BEGIN

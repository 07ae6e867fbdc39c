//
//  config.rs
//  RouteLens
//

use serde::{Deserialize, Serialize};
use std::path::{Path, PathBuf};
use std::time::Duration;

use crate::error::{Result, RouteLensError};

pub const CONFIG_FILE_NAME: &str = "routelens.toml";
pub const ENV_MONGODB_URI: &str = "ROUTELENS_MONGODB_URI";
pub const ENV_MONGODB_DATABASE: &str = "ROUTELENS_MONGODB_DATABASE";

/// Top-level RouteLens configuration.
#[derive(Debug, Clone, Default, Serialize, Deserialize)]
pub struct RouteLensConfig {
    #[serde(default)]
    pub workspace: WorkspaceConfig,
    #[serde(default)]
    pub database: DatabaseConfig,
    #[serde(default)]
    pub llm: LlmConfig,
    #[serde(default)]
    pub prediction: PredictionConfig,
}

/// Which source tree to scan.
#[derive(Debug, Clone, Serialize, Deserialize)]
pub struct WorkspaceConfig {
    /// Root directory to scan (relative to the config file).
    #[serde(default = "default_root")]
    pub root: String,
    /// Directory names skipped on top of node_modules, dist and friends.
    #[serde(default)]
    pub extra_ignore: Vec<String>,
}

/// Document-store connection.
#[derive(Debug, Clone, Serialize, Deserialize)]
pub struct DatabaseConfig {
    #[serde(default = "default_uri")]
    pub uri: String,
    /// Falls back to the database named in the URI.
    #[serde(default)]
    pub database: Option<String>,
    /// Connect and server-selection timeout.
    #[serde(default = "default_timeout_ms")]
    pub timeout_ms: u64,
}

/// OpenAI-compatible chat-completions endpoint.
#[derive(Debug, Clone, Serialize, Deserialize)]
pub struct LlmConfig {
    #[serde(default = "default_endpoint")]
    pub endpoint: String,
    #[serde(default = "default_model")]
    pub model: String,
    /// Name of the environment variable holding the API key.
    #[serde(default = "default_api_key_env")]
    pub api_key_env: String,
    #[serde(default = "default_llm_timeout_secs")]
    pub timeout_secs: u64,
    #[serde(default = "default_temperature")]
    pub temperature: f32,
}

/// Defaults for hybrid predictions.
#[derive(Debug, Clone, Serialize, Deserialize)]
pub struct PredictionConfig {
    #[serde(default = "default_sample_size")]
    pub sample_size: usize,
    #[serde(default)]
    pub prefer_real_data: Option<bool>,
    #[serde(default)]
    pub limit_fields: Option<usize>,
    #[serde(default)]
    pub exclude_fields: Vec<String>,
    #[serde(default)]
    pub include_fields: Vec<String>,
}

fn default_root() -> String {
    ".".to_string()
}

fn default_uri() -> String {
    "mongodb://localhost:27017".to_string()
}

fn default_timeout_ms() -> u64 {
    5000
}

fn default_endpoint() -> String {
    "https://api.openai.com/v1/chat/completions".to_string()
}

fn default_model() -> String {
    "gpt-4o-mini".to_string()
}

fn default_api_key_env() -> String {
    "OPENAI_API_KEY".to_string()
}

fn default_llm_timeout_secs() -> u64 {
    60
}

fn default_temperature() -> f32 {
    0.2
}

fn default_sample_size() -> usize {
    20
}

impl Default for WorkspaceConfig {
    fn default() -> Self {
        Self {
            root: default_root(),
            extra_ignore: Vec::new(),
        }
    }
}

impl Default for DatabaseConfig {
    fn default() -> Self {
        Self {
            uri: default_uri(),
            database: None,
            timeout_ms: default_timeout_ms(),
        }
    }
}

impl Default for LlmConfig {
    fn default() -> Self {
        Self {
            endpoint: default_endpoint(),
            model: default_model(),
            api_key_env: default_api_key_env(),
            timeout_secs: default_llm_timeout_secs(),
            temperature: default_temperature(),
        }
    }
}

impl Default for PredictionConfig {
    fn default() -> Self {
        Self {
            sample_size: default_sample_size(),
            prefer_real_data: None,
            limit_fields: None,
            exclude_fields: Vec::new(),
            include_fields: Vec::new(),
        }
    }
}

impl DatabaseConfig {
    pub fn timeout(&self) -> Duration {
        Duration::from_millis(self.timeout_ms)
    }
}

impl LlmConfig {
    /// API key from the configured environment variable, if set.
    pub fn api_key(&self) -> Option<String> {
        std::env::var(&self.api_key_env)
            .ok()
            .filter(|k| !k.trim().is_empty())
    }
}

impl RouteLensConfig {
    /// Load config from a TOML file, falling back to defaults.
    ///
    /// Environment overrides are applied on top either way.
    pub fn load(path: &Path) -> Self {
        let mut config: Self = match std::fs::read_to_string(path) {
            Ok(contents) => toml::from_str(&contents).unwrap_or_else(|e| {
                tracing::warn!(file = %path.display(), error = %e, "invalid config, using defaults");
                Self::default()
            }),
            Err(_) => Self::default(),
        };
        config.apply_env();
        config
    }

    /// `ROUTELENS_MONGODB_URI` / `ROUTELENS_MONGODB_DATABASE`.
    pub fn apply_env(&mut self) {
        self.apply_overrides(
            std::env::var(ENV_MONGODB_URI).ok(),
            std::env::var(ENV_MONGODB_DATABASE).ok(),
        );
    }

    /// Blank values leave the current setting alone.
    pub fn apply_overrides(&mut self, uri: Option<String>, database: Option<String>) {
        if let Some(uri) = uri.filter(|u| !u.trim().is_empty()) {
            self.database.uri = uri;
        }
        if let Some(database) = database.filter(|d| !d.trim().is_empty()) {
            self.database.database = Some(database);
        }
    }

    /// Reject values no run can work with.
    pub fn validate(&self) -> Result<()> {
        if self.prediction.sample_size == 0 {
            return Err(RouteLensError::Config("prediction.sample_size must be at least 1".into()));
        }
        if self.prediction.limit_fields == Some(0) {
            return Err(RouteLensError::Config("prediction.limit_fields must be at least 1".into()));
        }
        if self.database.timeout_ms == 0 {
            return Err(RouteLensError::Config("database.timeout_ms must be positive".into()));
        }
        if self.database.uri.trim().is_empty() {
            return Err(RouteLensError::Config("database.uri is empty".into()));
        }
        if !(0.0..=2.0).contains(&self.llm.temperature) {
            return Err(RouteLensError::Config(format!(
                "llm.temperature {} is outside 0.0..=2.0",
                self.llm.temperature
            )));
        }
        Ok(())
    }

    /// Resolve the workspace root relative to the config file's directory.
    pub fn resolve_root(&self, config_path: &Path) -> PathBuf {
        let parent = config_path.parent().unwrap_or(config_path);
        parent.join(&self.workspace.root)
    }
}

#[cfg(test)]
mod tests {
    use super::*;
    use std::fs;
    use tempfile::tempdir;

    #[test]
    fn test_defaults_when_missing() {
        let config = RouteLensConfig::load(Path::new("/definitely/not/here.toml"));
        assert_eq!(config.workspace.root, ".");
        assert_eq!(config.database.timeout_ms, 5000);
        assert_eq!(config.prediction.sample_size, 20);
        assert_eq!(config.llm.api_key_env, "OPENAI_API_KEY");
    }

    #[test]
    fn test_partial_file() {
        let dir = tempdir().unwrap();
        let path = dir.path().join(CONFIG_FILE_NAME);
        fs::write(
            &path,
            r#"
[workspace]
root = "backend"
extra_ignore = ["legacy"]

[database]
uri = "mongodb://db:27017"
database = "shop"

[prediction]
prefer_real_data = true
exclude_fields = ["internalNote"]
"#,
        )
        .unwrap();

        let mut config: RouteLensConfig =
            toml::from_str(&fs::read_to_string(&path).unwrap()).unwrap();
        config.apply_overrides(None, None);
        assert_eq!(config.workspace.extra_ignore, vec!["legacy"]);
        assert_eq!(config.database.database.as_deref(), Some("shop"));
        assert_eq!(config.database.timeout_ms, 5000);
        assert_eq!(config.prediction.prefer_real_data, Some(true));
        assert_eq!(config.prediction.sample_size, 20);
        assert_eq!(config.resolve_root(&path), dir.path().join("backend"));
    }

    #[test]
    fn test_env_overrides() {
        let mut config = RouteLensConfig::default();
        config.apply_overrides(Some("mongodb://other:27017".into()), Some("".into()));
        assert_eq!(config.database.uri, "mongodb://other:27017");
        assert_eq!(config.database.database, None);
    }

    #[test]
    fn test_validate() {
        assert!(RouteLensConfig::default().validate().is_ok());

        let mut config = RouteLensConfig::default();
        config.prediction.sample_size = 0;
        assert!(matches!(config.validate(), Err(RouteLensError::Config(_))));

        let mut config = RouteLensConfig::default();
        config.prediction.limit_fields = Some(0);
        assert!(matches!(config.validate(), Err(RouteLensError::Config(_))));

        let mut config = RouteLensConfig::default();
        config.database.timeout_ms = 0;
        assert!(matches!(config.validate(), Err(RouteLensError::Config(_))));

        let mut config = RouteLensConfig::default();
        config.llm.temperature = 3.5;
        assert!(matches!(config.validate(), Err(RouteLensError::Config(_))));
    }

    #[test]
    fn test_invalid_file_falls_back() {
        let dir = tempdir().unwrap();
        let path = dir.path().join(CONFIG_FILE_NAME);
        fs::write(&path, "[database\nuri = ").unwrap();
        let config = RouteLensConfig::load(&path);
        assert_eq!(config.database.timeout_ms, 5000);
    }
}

END

* Exercise aim: Search the entries for the string "into" and collect each line that has it.

* Output for this exercise:
            return Err(RouteLensError::Config("prediction.sample_size must be at least 1".into()));
            return Err(RouteLensError::Config("prediction.limit_fields must be at least 1".into()));
            return Err(RouteLensError::Config("database.timeout_ms must be positive".into()));
            return Err(RouteLensError::Config("database.uri is empty".into()));
        config.apply_overrides(Some("mongodb://other:27017".into()), Some("".into()));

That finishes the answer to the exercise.